**Records:**
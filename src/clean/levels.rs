//! Tonal normalization (auto-leveling)
//!
//! Stretches the luminance histogram so the configured low/high percentile
//! bounds map to full black and white. Fixes "muddy" scans where the darkest
//! ink is not quite black and the paper is not quite white, which would
//! otherwise shift the threshold stage.
//!
//! The percentile cuts are computed from a 256-bucket luminance histogram
//! and the same linear stretch is applied to every channel, so hue is
//! preserved for the classifier downstream.

use image::{Rgb, RgbImage};

use crate::config::LevelRange;

const HISTOGRAM_BUCKETS: usize = 256;

/// Rec. 601 luma, the same weighting [`image::imageops::grayscale`] uses.
fn luminance(pixel: &Rgb<u8>) -> u8 {
    let [r, g, b] = pixel.0;
    (0.299 * f32::from(r) + 0.587 * f32::from(g) + 0.114 * f32::from(b)).round() as u8
}

/// Smallest intensity whose cumulative histogram count reaches the given
/// percentile. Percentile 0 lands on the first occupied bucket, 100 on the
/// last.
fn percentile_cut(histogram: &[u64; HISTOGRAM_BUCKETS], total: u64, percent: u8) -> u8 {
    let target = (u64::from(percent) * total).div_ceil(100).max(1);
    let mut cumulative = 0u64;
    for (value, &count) in histogram.iter().enumerate() {
        cumulative += count;
        if cumulative >= target {
            return value as u8;
        }
    }
    (HISTOGRAM_BUCKETS - 1) as u8
}

/// Contrast-stretch an image so the luminance percentiles in `levels` map
/// to 0 and 255.
///
/// Pure: returns a new buffer, the input is untouched. A degenerate
/// histogram (uniform image, or bounds collapsing onto one value) returns
/// the input unchanged rather than dividing by zero.
pub fn auto_level(image: &RgbImage, levels: LevelRange) -> RgbImage {
    let total = u64::from(image.width()) * u64::from(image.height());
    if total == 0 {
        return image.clone();
    }

    let mut histogram = [0u64; HISTOGRAM_BUCKETS];
    for pixel in image.pixels() {
        histogram[usize::from(luminance(pixel))] += 1;
    }

    let low_cut = percentile_cut(&histogram, total, levels.low);
    let high_cut = percentile_cut(&histogram, total, levels.high);
    if high_cut <= low_cut {
        return image.clone();
    }

    let low = f32::from(low_cut);
    let range = f32::from(high_cut) - low;
    let stretch =
        |v: u8| -> u8 { (((f32::from(v) - low) * 255.0 / range).round()).clamp(0.0, 255.0) as u8 };

    let mut output = image.clone();
    for pixel in output.pixels_mut() {
        pixel.0 = [stretch(pixel.0[0]), stretch(pixel.0[1]), stretch(pixel.0[2])];
    }
    output
}

#[cfg(test)]
mod tests {
    use super::*;

    fn two_tone(dark: u8, light: u8) -> RgbImage {
        let mut image = RgbImage::new(4, 2);
        for (x, _, pixel) in image.enumerate_pixels_mut() {
            let v = if x < 2 { dark } else { light };
            *pixel = Rgb([v, v, v]);
        }
        image
    }

    #[test]
    fn test_full_range_stretch() {
        let image = two_tone(50, 200);
        let leveled = auto_level(&image, LevelRange { low: 0, high: 100 });
        assert_eq!(leveled.get_pixel(0, 0).0, [0, 0, 0]);
        assert_eq!(leveled.get_pixel(3, 0).0, [255, 255, 255]);
    }

    #[test]
    fn test_uniform_image_is_unchanged() {
        let image = RgbImage::from_pixel(4, 4, Rgb([128, 128, 128]));
        let leveled = auto_level(&image, LevelRange { low: 0, high: 80 });
        assert_eq!(leveled.as_raw(), image.as_raw());
    }

    #[test]
    fn test_input_is_untouched() {
        let image = two_tone(10, 240);
        let before = image.as_raw().clone();
        let _ = auto_level(&image, LevelRange { low: 0, high: 100 });
        assert_eq!(image.as_raw(), &before);
    }

    #[test]
    fn test_high_percentile_clips_to_white() {
        // Values 20, 100, 100, 220. With high = 75 the cut lands on 100,
        // so everything at or above it saturates to white.
        let mut image = RgbImage::from_pixel(4, 1, Rgb([100, 100, 100]));
        image.put_pixel(0, 0, Rgb([20, 20, 20]));
        image.put_pixel(3, 0, Rgb([220, 220, 220]));
        let leveled = auto_level(&image, LevelRange { low: 0, high: 75 });
        assert_eq!(leveled.get_pixel(1, 0).0, [255, 255, 255]);
        assert_eq!(leveled.get_pixel(3, 0).0, [255, 255, 255]);
        // low = 0 pins the darkest bucket to black.
        assert_eq!(leveled.get_pixel(0, 0).0, [0, 0, 0]);
    }

    #[test]
    fn test_zero_area_image() {
        let image = RgbImage::new(0, 0);
        let leveled = auto_level(&image, LevelRange { low: 0, high: 80 });
        assert_eq!(leveled.width(), 0);
    }

    #[test]
    fn test_percentile_cut_bounds() {
        let mut histogram = [0u64; HISTOGRAM_BUCKETS];
        histogram[30] = 10;
        histogram[200] = 10;
        assert_eq!(percentile_cut(&histogram, 20, 0), 30);
        assert_eq!(percentile_cut(&histogram, 20, 50), 30);
        assert_eq!(percentile_cut(&histogram, 20, 51), 200);
        assert_eq!(percentile_cut(&histogram, 20, 100), 200);
    }
}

**Description of the task:** Look through the data above for the string "target" and copy every line where it appears.

**Task solution:**
    let target = (u64::from(percent) * total).div_ceil(100).max(1);
        if cumulative >= target {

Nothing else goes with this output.